Stored items:
--------------------

//! Report assembly.
//!
//! The assembler fetches one date range from the store and joins it against
//! employees and departments in memory. Records that cannot be joined are
//! skipped and counted in [`ReportDiagnostics`]; a store failure yields an
//! empty record set rather than an error.

mod summary;
mod synthetic;

use std::collections::HashMap;

use chrono::{Datelike, Local};
use tracing::{debug, info, warn};

use crate::calendar::{month_range, year_range};
use crate::error::AssistantResult;
use crate::models::{
    AttendanceRecord, DepartmentSlot, Employee, Report, ReportDiagnostics, ReportRequest,
    ReportRow,
};
use crate::registry::DepartmentRegistry;
use crate::store::AttendanceStore;

pub use summary::{action_label, department_label, no_data_sentence, period_label, summarize};
pub use synthetic::{SAMPLE_DEPARTMENTS, sample_day, synthetic_rows};

/// Builds reports from a store and a department registry.
///
/// # Example
///
/// ```
/// use pdks_assistant::calendar::Month;
/// use pdks_assistant::models::{DepartmentSlot, ReportRequest};
/// use pdks_assistant::registry::DepartmentRegistry;
/// use pdks_assistant::report::ReportAssembler;
/// use pdks_assistant::store::MemoryStore;
///
/// let store = MemoryStore::default();
/// let registry = DepartmentRegistry::defaults();
/// let assembler = ReportAssembler::new(&store, &registry).with_current_year(2026);
///
/// let request = ReportRequest {
///     department: DepartmentSlot::Named("Finans".to_string()),
///     month: Month::new(3),
///     ..ReportRequest::default()
/// };
/// let report = assembler.assemble(&request).unwrap();
/// assert!(report.synthetic);
/// assert_eq!(report.total, 5);
/// ```
pub struct ReportAssembler<'a> {
    store: &'a dyn AttendanceStore,
    registry: &'a DepartmentRegistry,
    synthetic_fallback: bool,
    current_year: i32,
}

impl<'a> ReportAssembler<'a> {
    /// Creates an assembler with sample-data fallback enabled and the current
    /// year taken from the local clock.
    pub fn new(store: &'a dyn AttendanceStore, registry: &'a DepartmentRegistry) -> Self {
        Self {
            store,
            registry,
            synthetic_fallback: true,
            current_year: Local::now().year(),
        }
    }

    /// Enables or disables sample rows for empty reports.
    pub fn with_synthetic_fallback(mut self, enabled: bool) -> Self {
        self.synthetic_fallback = enabled;
        self
    }

    /// Sets the year used when a request names none.
    pub fn with_current_year(mut self, year: i32) -> Self {
        self.current_year = year;
        self
    }

    /// Assembles the report for `request`.
    ///
    /// Fails only when the requested period cannot be represented.
    pub fn assemble(&self, request: &ReportRequest) -> AssistantResult<Report> {
        let year = request.year.unwrap_or(self.current_year);
        let (start, end) = match request.month {
            Some(month) => month_range(year, month)?,
            None => year_range(year)?,
        };

        let mut diagnostics = ReportDiagnostics::default();
        let records = match self.store.attendance_between(start, end) {
            Ok(records) => records,
            Err(err) => {
                warn!(error = %err, %start, %end, "Attendance fetch failed, treating as empty");
                diagnostics.store_error = true;
                Vec::new()
            }
        };
        diagnostics.fetched = records.len();

        // Some(None) is a named department the registry does not know: it
        // filters out every record.
        let department_filter = match &request.department {
            DepartmentSlot::Named(name) => {
                let id = self.registry.id_of(name);
                if id.is_none() {
                    warn!(department = %name, "Department not in registry");
                }
                Some(id)
            }
            DepartmentSlot::All | DepartmentSlot::Unknown => None,
        };

        let mut lookups = Lookups::new(self.store);
        let mut rows = Vec::new();
        for record in &records {
            let row = self.join(
                record,
                department_filter,
                request,
                &mut lookups,
                &mut diagnostics,
            );
            rows.extend(row);
        }

        // Sample rows carry no late or early-leave minutes, so a status
        // report never falls back to them.
        let mut synthetic = false;
        if rows.is_empty()
            && self.synthetic_fallback
            && request.department.is_resolved()
            && request.status.is_none()
        {
            if let Some(month) = request.month {
                rows = synthetic_rows(&request.department, year, month, request.action)?;
                synthetic = true;
                info!(
                    department = ?request.department,
                    month = %month,
                    year,
                    rows = rows.len(),
                    "No attendance data, serving sample rows"
                );
            }
        }

        let summary = summarize(
            &request.department,
            request.month,
            year,
            request.action,
            request.status,
            request.format,
        );

        debug!(?diagnostics, rows = rows.len(), synthetic, "Report assembled");

        Ok(Report {
            total: rows.len(),
            rows,
            summary,
            synthetic,
            diagnostics,
        })
    }

    /// Joins one record into a row, or returns `None` if a filter drops it.
    fn join(
        &self,
        record: &AttendanceRecord,
        department_filter: Option<Option<i64>>,
        request: &ReportRequest,
        lookups: &mut Lookups<'_>,
        diagnostics: &mut ReportDiagnostics,
    ) -> Option<ReportRow> {
        let Some(employee) = lookups.employee(record.employee_id) else {
            debug!(
                record_id = record.id,
                employee_id = record.employee_id,
                "Skipping record with unknown employee"
            );
            diagnostics.skipped_unresolved_employee += 1;
            return None;
        };

        if let Some(wanted) = department_filter {
            let matches = matches!((wanted, employee.department_id), (Some(w), Some(d)) if w == d);
            if !matches {
                diagnostics.filtered_department += 1;
                return None;
            }
        }

        if request.action.is_some_and(|action| action != record.access_type) {
            diagnostics.filtered_action += 1;
            return None;
        }

        if request.status.is_some_and(|status| !status.matches(record)) {
            diagnostics.filtered_status += 1;
            return None;
        }

        let name = employee.full_name();
        let department_id = employee.department_id;
        let department_name = department_id.and_then(|id| lookups.department_name(id));
        if department_id.is_some() && department_name.is_none() {
            diagnostics.unresolved_department_name += 1;
        }

        Some(ReportRow {
            name,
            check_in: record.access_time,
            access_type: record.access_type.label().to_string(),
            department_name,
            synthetic: false,
        })
    }
}

/// Per-request memo of employee and department lookups.
struct Lookups<'a> {
    store: &'a dyn AttendanceStore,
    employees: HashMap<i64, Option<Employee>>,
    department_names: HashMap<i64, Option<String>>,
}

impl<'a> Lookups<'a> {
    fn new(store: &'a dyn AttendanceStore) -> Self {
        Self {
            store,
            employees: HashMap::new(),
            department_names: HashMap::new(),
        }
    }

    fn employee(&mut self, id: i64) -> Option<&Employee> {
        let store = self.store;
        self.employees
            .entry(id)
            .or_insert_with(|| match store.employee(id) {
                Ok(employee) => employee,
                Err(err) => {
                    warn!(error = %err, employee_id = id, "Employee lookup failed");
                    None
                }
            })
            .as_ref()
    }

    fn department_name(&mut self, id: i64) -> Option<String> {
        let store = self.store;
        self.department_names
            .entry(id)
            .or_insert_with(|| match store.department(id) {
                Ok(department) => department.map(|d| d.name),
                Err(err) => {
                    warn!(error = %err, department_id = id, "Department lookup failed");
                    None
                }
            })
            .clone()
    }
}
//! Application state for the report assistant API.
//!
//! This module defines the shared application state that is available
//! to all request handlers.

use std::sync::Arc;

use crate::config::{AssistantConfig, ConfigLoader};
use crate::registry::{DepartmentRegistry, RegistryCache};
use crate::store::AttendanceStore;

/// Shared application state.
///
/// Holds the settings, the attendance store and the department list cache.
#[derive(Clone)]
pub struct AppState {
    settings: Arc<AssistantConfig>,
    store: Arc<dyn AttendanceStore>,
    registry_cache: Arc<RegistryCache>,
}

impl AppState {
    /// Creates application state over a store, with a registry cache sized
    /// from the settings.
    pub fn new(settings: AssistantConfig, store: Arc<dyn AttendanceStore>) -> Self {
        let registry_cache = RegistryCache::new(settings.registry.cache_ttl());
        Self {
            settings: Arc::new(settings),
            store,
            registry_cache: Arc::new(registry_cache),
        }
    }

    /// Creates application state from loaded configuration, serving the seed
    /// data from an in-memory store.
    pub fn from_config(config: &ConfigLoader) -> Self {
        Self::new(config.settings().clone(), Arc::new(config.store()))
    }

    /// Returns the settings.
    pub fn settings(&self) -> &AssistantConfig {
        &self.settings
    }

    /// Returns the attendance store.
    pub fn store(&self) -> &dyn AttendanceStore {
        self.store.as_ref()
    }

    /// Returns the department registry for one request.
    pub fn registry(&self) -> DepartmentRegistry {
        self.registry_cache.registry(self.store.as_ref())
    }
}

#[cfg(test)]
mod tests {
    use super::*;
    use crate::store::MemoryStore;

    #[test]
    fn test_app_state_is_clone() {
        fn assert_clone<T: Clone + Send + Sync + 'static>() {}
        assert_clone::<AppState>();
    }

    #[test]
    fn test_registry_falls_back_for_unavailable_store() {
        let state = AppState::new(
            AssistantConfig::default(),
            Arc::new(MemoryStore::unavailable()),
        );
        assert!(state.registry().is_default());
    }
}
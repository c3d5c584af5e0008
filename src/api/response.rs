//! Response types for the report assistant API.
//!
//! This module defines the status body, the error response structures and
//! the mapping from [`AssistantError`] to HTTP status codes.

use axum::{
    Json,
    http::StatusCode,
    response::{IntoResponse, Response},
};
use serde::{Deserialize, Serialize};

use crate::error::AssistantError;

/// Body of `GET /status`.
#[derive(Debug, Clone, PartialEq, Eq, Serialize, Deserialize)]
pub struct StatusResponse {
    /// Always "running".
    pub status: String,
    /// "connected" if the store answered a department read, else "error".
    pub database: String,
    /// Number of departments in the registry (built-in list on error).
    pub department_count: usize,
}

/// API error response structure.
#[derive(Debug, Clone, Serialize, Deserialize)]
pub struct ApiError {
    /// Error code for programmatic handling.
    pub code: String,
    /// Human-readable error message.
    pub message: String,
    /// Optional details about the error.
    #[serde(skip_serializing_if = "Option::is_none")]
    pub details: Option<String>,
}

impl ApiError {
    /// Creates a new API error.
    pub fn new(code: impl Into<String>, message: impl Into<String>) -> Self {
        Self {
            code: code.into(),
            message: message.into(),
            details: None,
        }
    }

    /// Creates a new API error with details.
    pub fn with_details(
        code: impl Into<String>,
        message: impl Into<String>,
        details: impl Into<String>,
    ) -> Self {
        Self {
            code: code.into(),
            message: message.into(),
            details: Some(details.into()),
        }
    }

    /// Creates a malformed JSON error response.
    pub fn malformed_json(message: impl Into<String>) -> Self {
        Self::new("MALFORMED_JSON", message)
    }
}

/// API error with HTTP status code.
pub struct ApiErrorResponse {
    /// The HTTP status code.
    pub status: StatusCode,
    /// The error body.
    pub error: ApiError,
}

impl ApiErrorResponse {
    /// A 400 response carrying `error`.
    pub fn bad_request(error: ApiError) -> Self {
        Self {
            status: StatusCode::BAD_REQUEST,
            error,
        }
    }
}

impl IntoResponse for ApiErrorResponse {
    fn into_response(self) -> Response {
        (self.status, Json(self.error)).into_response()
    }
}

impl From<AssistantError> for ApiErrorResponse {
    fn from(error: AssistantError) -> Self {
        let message = error.to_string();
        match error {
            AssistantError::InvalidMonth { code } => ApiErrorResponse::bad_request(
                ApiError::with_details(
                    "INVALID_MONTH",
                    message,
                    format!("Month '{code}' must be a code between 01 and 12"),
                ),
            ),
            AssistantError::InvalidRequest { field, .. } => ApiErrorResponse::bad_request(
                ApiError::with_details(
                    "INVALID_REQUEST",
                    message,
                    format!("Check the '{field}' field of the request"),
                ),
            ),
            AssistantError::InvalidPeriod { .. } => ApiErrorResponse {
                status: StatusCode::INTERNAL_SERVER_ERROR,
                error: ApiError::new("REPORT_ERROR", message),
            },
            AssistantError::StoreUnavailable { .. } => ApiErrorResponse {
                status: StatusCode::INTERNAL_SERVER_ERROR,
                error: ApiError::new("STORE_ERROR", message),
            },
            AssistantError::ConfigNotFound { .. } | AssistantError::ConfigParseError { .. } => {
                ApiErrorResponse {
                    status: StatusCode::INTERNAL_SERVER_ERROR,
                    error: ApiError::with_details("CONFIG_ERROR", "Configuration error", message),
                }
            }
        }
    }
}
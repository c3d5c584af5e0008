//! Attendance record model.
//!
//! An attendance record is one card reading at an access-control device:
//! either an entry into or an exit from the premises.

use chrono::NaiveDateTime;
use serde::{Deserialize, Serialize};

/// Direction of an attendance event.
#[derive(Debug, Clone, Copy, PartialEq, Eq, Hash, Serialize, Deserialize)]
#[serde(rename_all = "snake_case")]
pub enum AccessType {
    /// The employee entered (card read on the way in).
    Entry,
    /// The employee left (card read on the way out).
    Exit,
}

impl AccessType {
    /// The Turkish label used in report rows.
    ///
    /// # Example
    ///
    /// ```
    /// use pdks_assistant::models::AccessType;
    ///
    /// assert_eq!(AccessType::Entry.label(), "Giriş");
    /// assert_eq!(AccessType::Exit.label(), "Çıkış");
    /// ```
    pub fn label(self) -> &'static str {
        match self {
            AccessType::Entry => "Giriş",
            AccessType::Exit => "Çıkış",
        }
    }
}

/// Attendance-status filters recovered from the late/early-leave columns.
#[derive(Debug, Clone, Copy, PartialEq, Eq, Hash, Serialize, Deserialize)]
#[serde(rename_all = "snake_case")]
pub enum AttendanceStatus {
    /// Records with a positive `late_minutes`.
    Late,
    /// Records with a positive `early_leave_minutes`.
    EarlyLeave,
}

impl AttendanceStatus {
    /// Returns true if the record carries this status.
    pub fn matches(self, record: &AttendanceRecord) -> bool {
        match self {
            AttendanceStatus::Late => record.late_minutes > 0,
            AttendanceStatus::EarlyLeave => record.early_leave_minutes > 0,
        }
    }

    /// The Turkish label used in report summaries.
    pub fn label(self) -> &'static str {
        match self {
            AttendanceStatus::Late => "geç kalma",
            AttendanceStatus::EarlyLeave => "erken çıkış",
        }
    }
}

/// A single card reading.
#[derive(Debug, Clone, PartialEq, Eq, Serialize, Deserialize)]
pub struct AttendanceRecord {
    /// Unique identifier for the reading.
    pub id: i64,
    /// The employee the card belongs to.
    pub employee_id: i64,
    /// When the card was read.
    pub access_time: NaiveDateTime,
    /// Whether the reading was an entry or an exit.
    pub access_type: AccessType,
    /// Minutes late relative to the expected start time.
    #[serde(default)]
    pub late_minutes: u32,
    /// Minutes left early relative to the expected end time.
    #[serde(default)]
    pub early_leave_minutes: u32,
    /// The name of the reader device.
    #[serde(default)]
    pub device_name: Option<String>,
    /// Where the device is installed.
    #[serde(default)]
    pub location: Option<String>,
}

#[cfg(test)]
mod tests {
    use super::*;

    fn record(late_minutes: u32, early_leave_minutes: u32) -> AttendanceRecord {
        AttendanceRecord {
            id: 1,
            employee_id: 1,
            access_time: NaiveDateTime::parse_from_str("2026-03-02 09:12:00", "%Y-%m-%d %H:%M:%S")
                .unwrap(),
            access_type: AccessType::Entry,
            late_minutes,
            early_leave_minutes,
            device_name: None,
            location: None,
        }
    }

    #[test]
    fn test_deserialize_attendance_record() {
        let json = r#"{
            "id": 55,
            "employee_id": 3,
            "access_time": "2026-03-02T08:47:00",
            "access_type": "entry",
            "device_name": "Ana Kapı",
            "location": "Bina A"
        }"#;

        let record: AttendanceRecord = serde_json::from_str(json).unwrap();
        assert_eq!(record.access_type, AccessType::Entry);
        assert_eq!(record.late_minutes, 0);
        assert_eq!(record.device_name.as_deref(), Some("Ana Kapı"));
    }

    #[test]
    fn test_access_type_serialization() {
        assert_eq!(
            serde_json::to_string(&AccessType::Entry).unwrap(),
            "\"entry\""
        );
        assert_eq!(serde_json::to_string(&AccessType::Exit).unwrap(), "\"exit\"");
    }

    #[test]
    fn test_status_matches_minutes() {
        assert!(AttendanceStatus::Late.matches(&record(12, 0)));
        assert!(!AttendanceStatus::Late.matches(&record(0, 30)));
        assert!(AttendanceStatus::EarlyLeave.matches(&record(0, 30)));
        assert!(!AttendanceStatus::EarlyLeave.matches(&record(5, 0)));
    }

    #[test]
    fn test_status_serialization() {
        assert_eq!(
            serde_json::to_string(&AttendanceStatus::EarlyLeave).unwrap(),
            "\"early_leave\""
        );
    }
}
//! PDKS attendance report assistant.
//!
//! This crate answers free-text attendance report requests ("Finans
//! departmanı mart ayı giriş raporu") by extracting intent slots from the
//! text, choosing a conversational reply from the filled slots, and
//! assembling a filtered report from departments, employees and attendance
//! records.

#![warn(missing_docs)]

pub mod api;
pub mod calendar;
pub mod config;
pub mod error;
pub mod interpreter;
pub mod models;
pub mod policy;
pub mod registry;
pub mod report;
pub mod store;
pub mod text;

--------------------

**What the exercise asks:**
All lines above in which the word "card" occurs should be identified and copied.

**Response area:**
//! An attendance record is one card reading at an access-control device:
    /// The employee entered (card read on the way in).
    /// The employee left (card read on the way out).
/// A single card reading.
    /// The employee the card belongs to.
    /// When the card was read.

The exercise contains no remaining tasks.